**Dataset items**
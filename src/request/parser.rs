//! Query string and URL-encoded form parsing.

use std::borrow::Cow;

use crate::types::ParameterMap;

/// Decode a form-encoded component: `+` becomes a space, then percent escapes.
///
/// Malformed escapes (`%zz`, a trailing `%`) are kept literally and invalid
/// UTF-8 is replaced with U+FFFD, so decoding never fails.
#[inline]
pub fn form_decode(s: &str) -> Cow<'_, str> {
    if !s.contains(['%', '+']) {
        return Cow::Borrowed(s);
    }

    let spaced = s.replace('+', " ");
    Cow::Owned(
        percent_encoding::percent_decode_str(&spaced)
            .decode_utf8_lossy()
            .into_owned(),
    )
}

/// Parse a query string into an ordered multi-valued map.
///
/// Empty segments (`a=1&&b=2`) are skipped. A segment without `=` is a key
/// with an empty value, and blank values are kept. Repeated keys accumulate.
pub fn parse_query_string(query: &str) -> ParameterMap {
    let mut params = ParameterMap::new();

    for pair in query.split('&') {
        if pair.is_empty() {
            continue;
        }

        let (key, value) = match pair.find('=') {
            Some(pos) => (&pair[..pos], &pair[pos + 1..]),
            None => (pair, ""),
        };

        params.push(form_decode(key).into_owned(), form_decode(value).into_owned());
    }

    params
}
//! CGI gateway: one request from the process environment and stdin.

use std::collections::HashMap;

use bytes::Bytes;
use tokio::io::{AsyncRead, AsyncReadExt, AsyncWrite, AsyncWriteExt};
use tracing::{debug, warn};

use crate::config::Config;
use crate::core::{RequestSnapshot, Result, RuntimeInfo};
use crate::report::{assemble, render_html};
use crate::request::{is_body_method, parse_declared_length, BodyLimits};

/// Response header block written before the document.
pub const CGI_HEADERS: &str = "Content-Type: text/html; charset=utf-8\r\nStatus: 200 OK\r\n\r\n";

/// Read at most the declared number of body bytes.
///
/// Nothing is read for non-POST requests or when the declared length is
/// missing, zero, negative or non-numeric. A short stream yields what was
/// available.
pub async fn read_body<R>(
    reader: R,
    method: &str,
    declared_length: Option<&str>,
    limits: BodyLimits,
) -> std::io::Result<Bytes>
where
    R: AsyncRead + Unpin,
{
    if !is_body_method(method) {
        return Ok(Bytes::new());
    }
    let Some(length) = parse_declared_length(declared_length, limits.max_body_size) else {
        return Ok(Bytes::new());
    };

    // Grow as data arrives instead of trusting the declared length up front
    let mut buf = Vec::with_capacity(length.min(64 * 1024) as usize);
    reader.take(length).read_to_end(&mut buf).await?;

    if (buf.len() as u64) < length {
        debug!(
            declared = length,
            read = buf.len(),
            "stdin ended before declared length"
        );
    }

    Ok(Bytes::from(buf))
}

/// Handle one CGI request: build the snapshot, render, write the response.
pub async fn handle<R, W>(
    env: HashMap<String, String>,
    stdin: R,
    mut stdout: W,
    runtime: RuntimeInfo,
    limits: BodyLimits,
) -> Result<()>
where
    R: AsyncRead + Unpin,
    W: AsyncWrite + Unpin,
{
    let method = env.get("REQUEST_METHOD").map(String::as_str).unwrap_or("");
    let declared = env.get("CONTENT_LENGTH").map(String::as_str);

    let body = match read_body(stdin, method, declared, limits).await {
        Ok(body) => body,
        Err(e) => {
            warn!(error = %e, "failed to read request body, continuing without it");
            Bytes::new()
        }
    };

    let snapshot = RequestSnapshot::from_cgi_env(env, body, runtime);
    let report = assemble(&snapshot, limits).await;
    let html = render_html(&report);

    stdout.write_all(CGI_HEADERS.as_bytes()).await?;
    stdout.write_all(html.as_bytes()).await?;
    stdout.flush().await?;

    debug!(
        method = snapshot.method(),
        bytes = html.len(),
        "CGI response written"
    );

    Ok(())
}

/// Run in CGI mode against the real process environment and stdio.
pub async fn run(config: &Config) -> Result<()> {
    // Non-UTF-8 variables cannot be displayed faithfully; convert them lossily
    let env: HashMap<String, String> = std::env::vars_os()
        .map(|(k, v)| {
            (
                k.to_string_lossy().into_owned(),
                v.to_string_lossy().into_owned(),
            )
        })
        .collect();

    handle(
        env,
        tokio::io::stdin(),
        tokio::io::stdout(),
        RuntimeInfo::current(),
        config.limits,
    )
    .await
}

---

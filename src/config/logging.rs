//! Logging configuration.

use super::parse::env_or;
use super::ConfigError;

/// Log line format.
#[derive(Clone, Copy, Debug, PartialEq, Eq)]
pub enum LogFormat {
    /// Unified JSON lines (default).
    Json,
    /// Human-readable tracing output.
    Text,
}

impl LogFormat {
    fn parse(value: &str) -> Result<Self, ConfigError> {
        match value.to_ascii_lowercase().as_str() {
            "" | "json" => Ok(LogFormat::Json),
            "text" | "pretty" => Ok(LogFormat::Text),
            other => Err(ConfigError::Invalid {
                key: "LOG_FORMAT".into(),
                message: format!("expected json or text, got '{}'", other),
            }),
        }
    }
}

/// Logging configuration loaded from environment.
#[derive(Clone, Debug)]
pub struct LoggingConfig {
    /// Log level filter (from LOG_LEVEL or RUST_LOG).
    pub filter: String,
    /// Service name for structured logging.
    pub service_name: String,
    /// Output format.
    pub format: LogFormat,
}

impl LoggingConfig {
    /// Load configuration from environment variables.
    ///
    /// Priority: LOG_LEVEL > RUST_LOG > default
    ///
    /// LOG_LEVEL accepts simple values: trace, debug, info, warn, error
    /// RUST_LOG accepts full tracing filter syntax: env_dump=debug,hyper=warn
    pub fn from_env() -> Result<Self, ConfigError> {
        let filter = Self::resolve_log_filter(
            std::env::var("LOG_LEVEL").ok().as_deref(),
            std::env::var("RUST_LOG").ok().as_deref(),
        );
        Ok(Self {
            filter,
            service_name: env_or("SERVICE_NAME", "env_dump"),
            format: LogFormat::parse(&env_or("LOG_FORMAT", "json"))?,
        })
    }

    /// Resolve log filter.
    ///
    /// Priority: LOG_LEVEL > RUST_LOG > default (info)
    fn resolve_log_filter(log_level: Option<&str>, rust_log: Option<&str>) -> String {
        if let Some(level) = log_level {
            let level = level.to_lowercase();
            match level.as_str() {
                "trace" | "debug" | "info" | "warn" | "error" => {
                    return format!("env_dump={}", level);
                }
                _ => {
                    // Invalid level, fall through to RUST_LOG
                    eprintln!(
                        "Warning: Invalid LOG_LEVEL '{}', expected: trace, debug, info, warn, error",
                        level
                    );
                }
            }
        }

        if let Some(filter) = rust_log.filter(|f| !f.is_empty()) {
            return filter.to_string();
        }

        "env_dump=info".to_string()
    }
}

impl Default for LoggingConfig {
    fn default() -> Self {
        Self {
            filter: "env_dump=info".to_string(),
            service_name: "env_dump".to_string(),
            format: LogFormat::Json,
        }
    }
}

**TASK DETAILS**
Given the entries above, say how many lines include the word "Option", and write nothing besides the number.

**WRITTEN ANSWER**
2